Texas requires all women who want an abortion to go through a medically unnecessary ultrasound 24 hours before the procedure. There’s no reason to do it other than to try and guilt her out of the decision by falsely suggesting she’s about to commit murder.
Now a member of The Satanic Temple is suing the state’s Department of Health Services and its director Dr. John William Hellerstedt, claiming they’re getting in the way of her “Satanic Abortion Ritual.”
The argument goes like this: The anonymous plaintiff says that ritual is meaningful to her and not just something she does as a loophole around abortion restrictions. For surgical abortions, this is what the ritual looks like, with references to the Satanists’ Seven Fundamental Tenets:
Immediately before receiving any anesthetic or sedation, look at your reflection to be reminded of your personhood and responsibility to yourself. Focus on your intent, take deep breaths, and make yourself comfortable. When you are ready, say the Third Tenet aloud. The surgery can now begin. During the operation, take another deep breath and recite the Fifth Tenet. Immediately after the surgery, return to your reflection and recite the personal affirmation. Feel the doubts dissipating and your confidence growing as you have just undertaken a decision that affirms your autonomy and free will. The religious abortion is now complete.
The lawsuit says obtaining an ultrasound would get in the way of all that because it violates the Fifth Tenet (“Beliefs should conform to one’s best scientific understanding of the world”) and the Third Tenet (“One’s body is inviolable, subject to one’s own will alone”). That makes it impossible to perform the ritual as intended.
And yet the Planned Parenthood where the plaintiff scheduled her abortion says it must follow the law — and therefore violate her religious beliefs. (Planned Parenthood is named as a defendant in the lawsuit for that reason, though the plaintiffs admit this isn’t their fault.)

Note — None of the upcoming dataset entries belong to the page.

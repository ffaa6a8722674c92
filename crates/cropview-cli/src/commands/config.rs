use std::path::PathBuf;

use anyhow::{Context, Result};
use clap::Args;
use cropview_core::config::ViewerConfig;

#[derive(Args)]
pub struct ConfigArgs {
    /// Write config to a file instead of stdout
    #[arg(short, long)]
    pub output: Option<PathBuf>,
}

/// Print or save the default ViewerConfig as TOML.
pub fn run(args: &ConfigArgs) -> Result<()> {
    let config = ViewerConfig::default();
    let toml_str = toml::to_string_pretty(&config)?;

    if let Some(ref path) = args.output {
        std::fs::write(path, &toml_str)
            .with_context(|| format!("Failed to write config to {}", path.display()))?;
        println!("Default config saved to {}", path.display());
    } else {
        print!("{}", toml_str);
    }

    Ok(())
}
use image::RgbaImage;

/// Convert an RGBA8 bitmap to an egui ColorImage.
pub fn rgba_to_color_image(image: &RgbaImage) -> egui::ColorImage {
    let size = [image.width() as usize, image.height() as usize];
    egui::ColorImage::from_rgba_unmultiplied(size, image.as_raw())
}

#[cfg(test)]
mod tests {
    use super::*;
    use image::Rgba;

    #[test]
    fn test_rgba_to_color_image_size_and_pixels() {
        let mut img = RgbaImage::new(3, 2);
        img.put_pixel(2, 1, Rgba([10, 20, 30, 255]));
        let color = rgba_to_color_image(&img);
        assert_eq!(color.size, [3, 2]);
        assert_eq!(color.pixels[5], egui::Color32::from_rgb(10, 20, 30));
    }
}
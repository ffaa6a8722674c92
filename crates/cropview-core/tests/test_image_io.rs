mod common;

use cropview_core::error::CropviewError;
use cropview_core::export::encode_png_data_url;
use cropview_core::io::image_io::{load_image, save_png, write_data_url};

use common::gradient;

#[test]
fn test_save_load_roundtrip_png() {
    let img = gradient(12, 7);
    let dir = tempfile::tempdir().unwrap();
    let path = dir.path().join("test.png");

    save_png(&img, &path).unwrap();
    let loaded = load_image(&path).unwrap();
    assert_eq!(loaded, img);
}

#[test]
fn test_load_missing_file_errors() {
    let dir = tempfile::tempdir().unwrap();
    let err = load_image(&dir.path().join("nope.png")).unwrap_err();
    assert!(matches!(
        err,
        CropviewError::ImageError(_) | CropviewError::Io(_)
    ));
}

#[test]
fn test_load_garbage_file_errors() {
    let dir = tempfile::tempdir().unwrap();
    let path = dir.path().join("garbage.png");
    std::fs::write(&path, b"definitely not an image").unwrap();
    assert!(load_image(&path).is_err());
}

#[test]
fn test_write_data_url() {
    let img = gradient(5, 5);
    let url = encode_png_data_url(&img).unwrap();
    let dir = tempfile::tempdir().unwrap();
    let path = dir.path().join("export.png");

    write_data_url(&url, &path).unwrap();
    assert_eq!(load_image(&path).unwrap(), img);
}
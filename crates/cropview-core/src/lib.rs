pub mod config;
pub mod consts;
pub mod coords;
pub mod crop;
pub mod error;
pub mod export;
pub mod geometry;
pub mod input;
pub mod io;
pub mod viewer;
pub mod viewport;
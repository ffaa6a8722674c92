use std::path::PathBuf;

use anyhow::Result;
use clap::Args;
use cropview_core::geometry::Size;
use cropview_core::io::image_io::load_image;
use cropview_core::viewport::kernel::{center_translation, cover_scale, scale_limits};

use crate::summary::{print_fit_summary, FitSummary};

#[derive(Args)]
pub struct InfoArgs {
    /// Input image file
    pub file: PathBuf,

    /// Viewport to fit the image into, as WxH
    #[arg(long, value_parser = super::parse_size)]
    pub viewport: Option<Size>,
}

pub fn run(args: &InfoArgs) -> Result<()> {
    let image = load_image(&args.file)?;
    let natural = Size::from(image.dimensions());

    let fit = args.viewport.map(|viewport| {
        let scale = cover_scale(viewport, natural);
        let (translate_x, translate_y) = center_translation(viewport, natural, scale);
        FitSummary {
            viewport,
            limits: scale_limits(viewport, natural),
            translate_x,
            translate_y,
        }
    });

    print_fit_summary(&args.file, natural, fit.as_ref());
    Ok(())
}
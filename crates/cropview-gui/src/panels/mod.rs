pub mod controls;
pub mod crop_interaction;
pub mod menu_bar;
pub mod status;
pub mod viewport;

pub(crate) fn section_header(ui: &mut egui::Ui, label: &str, status: Option<&str>) {
    ui.horizontal(|ui| {
        ui.strong(label);
        if let Some(s) = status {
            ui.with_layout(egui::Layout::right_to_left(egui::Align::Center), |ui| {
                ui.small(s);
            });
        }
    });
}

/// Show a ComboBox for enum selection. Returns `true` if the value changed.
pub(crate) fn enum_combo<T: PartialEq + Copy + ToString>(
    ui: &mut egui::Ui,
    label: &str,
    current: &mut T,
    options: &[T],
) -> bool {
    let resp = egui::ComboBox::from_label(label)
        .selected_text(current.to_string())
        .show_ui(ui, |ui| {
            let mut changed = false;
            for &choice in options {
                if ui
                    .selectable_value(current, choice, choice.to_string())
                    .changed()
                {
                    changed = true;
                }
            }
            changed
        });
    resp.inner == Some(true)
}
pub mod kernel;
pub mod store;

pub use store::{Refit, ViewTransformStore};
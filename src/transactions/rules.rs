//! Which business segments need a TAN.

use crate::messages::OutgoingSegments;
use crate::session::{DialogSession, SINGLE_STEP_PROCEDURE};

/// Static TAN requirement of a segment, used when the bank sent no PIN/TAN parameters for it.
pub fn tan_required(segment: OutgoingSegments) -> bool {
    match segment {
        OutgoingSegments::Identification
        | OutgoingSegments::Statements
        | OutgoingSegments::StatementsCamt
        | OutgoingSegments::Transfer
        | OutgoingSegments::TransferScheduled
        | OutgoingSegments::CollectiveTransfer
        | OutgoingSegments::CollectiveTransferScheduled
        | OutgoingSegments::Rebooking
        | OutgoingSegments::DirectDebit
        | OutgoingSegments::CollectiveDirectDebit
        | OutgoingSegments::Prepaid
        | OutgoingSegments::StandingOrderCreate
        | OutgoingSegments::StandingOrderModify
        | OutgoingSegments::StandingOrderDelete => true,
        _ => false,
    }
}

/// Whether a TAN announcement must accompany `segment` in this session.
///
/// Never with the one-step procedure. Otherwise the bank's `HIPINS` entry wins over the static table.
pub(crate) fn requires_tan(session: &DialogSession, segment: OutgoingSegments) -> bool {
    if session.security_function == SINGLE_STEP_PROCEDURE {
        return false;
    }

    session
        .tan_requirements
        .get(segment.as_str())
        .copied()
        .unwrap_or_else(|| tan_required(segment))
}

#[cfg(test)]
mod tests {
    use super::*;

    #[test]
    fn test_static_table() {
        assert!(tan_required(OutgoingSegments::Transfer));
        assert!(tan_required(OutgoingSegments::StandingOrderDelete));
        assert!(!tan_required(OutgoingSegments::Balance));
        assert!(!tan_required(OutgoingSegments::TanMedia));
        assert!(!tan_required(OutgoingSegments::DialogEnd));
    }

    #[test]
    fn test_one_step_procedure_never_requires_tan() {
        let session = DialogSession::new();

        assert!(!requires_tan(&session, OutgoingSegments::Transfer));
    }

    #[test]
    fn test_bank_parameters_override_table() {
        let mut session = DialogSession::new();
        session.security_function = "942".into();

        assert!(requires_tan(&session, OutgoingSegments::Statements));
        assert!(!requires_tan(&session, OutgoingSegments::Balance));

        session.tan_requirements.insert("HKKAZ".into(), false);
        session.tan_requirements.insert("HKSAL".into(), true);

        assert!(!requires_tan(&session, OutgoingSegments::Statements));
        assert!(requires_tan(&session, OutgoingSegments::Balance));
    }
}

On January 22, 2021, Ms. Doe’s religious beliefs compelled her to seek a religious exemption to these regulations: both because the regulations violate her beliefs and because they substantially interfere with the Satanic Abortion Ritual.

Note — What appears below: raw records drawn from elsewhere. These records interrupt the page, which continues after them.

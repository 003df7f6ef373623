//! Pieces shared by the blocking and the asynchronous dialog.

use log::{debug, info, warn};

use crate::accounts::{decode_accounts, AccountInformation};
use crate::connection::{ConnectionDetails, DialogOptions};
use crate::messages::envelope::{Authentication, MessageFrame};
use crate::messages::Segment;
use crate::responses::{parameters, parse_response, DialogResult};
use crate::session::{DialogSession, SINGLE_STEP_PROCEDURE};
use crate::transactions::{PainKind, PainRequest};
use crate::Error;

use super::DialogState;

/// Continue with a successful [DialogResult], or return the failed one from the enclosing function.
macro_rules! proceed {
    ($result:expr) => {
        match $result.into_step() {
            Ok(result) => result,
            Err(failed) => return Ok(failed),
        }
    };
}

pub(crate) use proceed;

/// Build the operation segments and wrap them into a complete message.
pub(crate) fn prepare_message<F>(
    connection: &ConnectionDetails,
    options: &DialogOptions,
    session: &mut DialogSession,
    authentication: Authentication,
    build: F,
) -> Result<String, Error>
where
    F: FnOnce(&ConnectionDetails, &DialogOptions, &mut DialogSession) -> Result<Vec<Segment>, Error>,
{
    let frame = MessageFrame::open(session, authentication);
    let segments: Vec<Segment> = build(connection, options, session)?;
    frame.close(connection, session, segments)
}

/// Parse a response and remember what the bank told us about the dialog.
pub(crate) fn absorb_response(options: &DialogOptions, session: &mut DialogSession, raw: &str) -> Result<DialogResult<()>, Error> {
    let result = parse_response(raw, &options.sca_codes)?;
    let segments = result.segments();

    if let Some(dialog_id) = parameters::dialog_id(segments) {
        session.dialog_id = dialog_id;
    }

    let allowed = parameters::allowed_tan_procedures(result.messages());
    if !allowed.is_empty() {
        if let Some(procedure) = select_tan_procedure(options, &allowed) {
            if procedure != session.security_function {
                info!("using TAN procedure {procedure}");
            }
            session.security_function = procedure;
        }
        session.allowed_tan_procedures = allowed;
    }

    if let Some((order_reference, challenge)) = parameters::tan_challenge(segments) {
        if order_reference.is_some() {
            session.order_reference = order_reference;
        }
        session.challenge = challenge;
    }
    session.sca_pending = result.is_sca_required();

    let requirements = parameters::tan_requirements(segments);
    if !requirements.is_empty() {
        session.tan_requirements = requirements;
    }

    let schemes = parameters::pain_schemes(segments);
    if !schemes.is_empty() {
        session.pain_schemes = schemes;
    }

    let accounts = decode_accounts(segments);
    if !accounts.is_empty() {
        debug!("bank reported {} accounts", accounts.len());
        session.accounts = accounts;
    }

    Ok(result)
}

/// The caller's preferred procedure if the bank allows it, else the first two-step procedure.
pub(crate) fn select_tan_procedure(options: &DialogOptions, allowed: &[String]) -> Option<String> {
    if let Some(preferred) = &options.tan_procedure {
        if allowed.contains(preferred) {
            return Some(preferred.clone());
        }
        warn!("TAN procedure {preferred} is not allowed, choosing from {allowed:?}");
    }

    allowed
        .iter()
        .find(|procedure| procedure.as_str() != SINGLE_STEP_PROCEDURE)
        .or_else(|| allowed.first())
        .cloned()
}

/// A fresh session for a dialog created with `options`.
pub(crate) fn new_session(options: &DialogOptions) -> DialogSession {
    let mut session = DialogSession::new();
    session.tan_medium = options.tan_medium.clone();
    session
}

/// Record the outcome of an operation, unless the dialog was terminated on the way.
pub(crate) fn complete<T>(session: &mut DialogSession, result: &DialogResult<T>) -> Result<(), Error> {
    match session.state {
        DialogState::Terminated => Ok(()),
        _ if result.is_success() => session.transition(DialogState::Completed),
        _ => session.transition(DialogState::Failed),
    }
}

pub(crate) fn ensure_kind(request: &PainRequest, expected: PainKind) -> Result<(), Error> {
    if request.kind != expected {
        return Err(Error::Document(format!("expected a {expected:?} request, got {:?}", request.kind)));
    }
    Ok(())
}

/// Number of the account operations act on.
pub(crate) fn account_number(connection: &ConnectionDetails, session: &DialogSession) -> String {
    session
        .active_account
        .as_ref()
        .map(|account: &AccountInformation| account.number.clone())
        .unwrap_or_else(|| connection.account.clone())
}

The facility refused to grant it.
Neither Ms. Doe nor TST fault the facility.
As written, the regulations do not provide for religious exemptions.

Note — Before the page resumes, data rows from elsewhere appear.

use crossbeam::channel::{self, Receiver, Sender};
use log::warn;

use super::{TanChallenge, TanResponse};
use crate::Error;

/// Supplies TAN responses to a blocking [Dialog](crate::dialog::Dialog).
pub trait TanProvider {
    fn request_tan(&mut self, challenge: &TanChallenge) -> Result<TanResponse, Error>;
}

impl<F> TanProvider for F
where
    F: FnMut(&TanChallenge) -> TanResponse,
{
    fn request_tan(&mut self, challenge: &TanChallenge) -> Result<TanResponse, Error> {
        Ok(self(challenge))
    }
}

/// A challenge waiting for an answer on the receiving side of a [tan_channel].
#[derive(Debug)]
pub struct TanRequest {
    challenge: TanChallenge,
    reply: Sender<TanResponse>,
}

impl TanRequest {
    pub fn challenge(&self) -> &TanChallenge {
        &self.challenge
    }

    /// Answer the challenge. Dropping the request without answering cancels it.
    pub fn respond(self, response: TanResponse) -> Result<(), Error> {
        self.reply.send(response).map_err(|_| Error::TanChannelClosed)
    }
}

/// Forwards challenges to a [Receiver] and blocks until the answer arrives.
#[derive(Debug, Clone)]
pub struct ChannelTanProvider {
    requests: Sender<TanRequest>,
}

/// Creates a provider and the receiver its challenges are delivered to.
pub fn tan_channel() -> (ChannelTanProvider, Receiver<TanRequest>) {
    let (requests, receiver) = channel::unbounded();
    (ChannelTanProvider { requests }, receiver)
}

impl TanProvider for ChannelTanProvider {
    fn request_tan(&mut self, challenge: &TanChallenge) -> Result<TanResponse, Error> {
        let (reply, response) = channel::bounded(1);

        self.requests
            .send(TanRequest {
                challenge: challenge.clone(),
                reply,
            })
            .map_err(|_| Error::TanChannelClosed)?;

        match response.recv() {
            Ok(response) => Ok(response),
            Err(_) => {
                warn!("TAN request dropped without answer, cancelling");
                Ok(TanResponse::Cancelled)
            }
        }
    }
}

If the facility granted Ms. Doe a religious exemption, the facility would incur sanctions from the Department.
“Jane Doe” says the ultrasound requirement is a violation of her First Amendment and Equal Protection rights, among other things, so she needs the court’s help.
But even if you set aside the Satanism aspect of this case, the bigger issue is whether religious exemptions should ever be granted in cases like these, where no one would be hurt by them. We’ve seen judges bend over backwards to accommodate Christians who want to open their churches despite the threat of the coronavirus. And yet I doubt courts will do the bare minimum in this case, even though no one stands to gain anything by forcing the plaintiff to get an ultrasound against her will.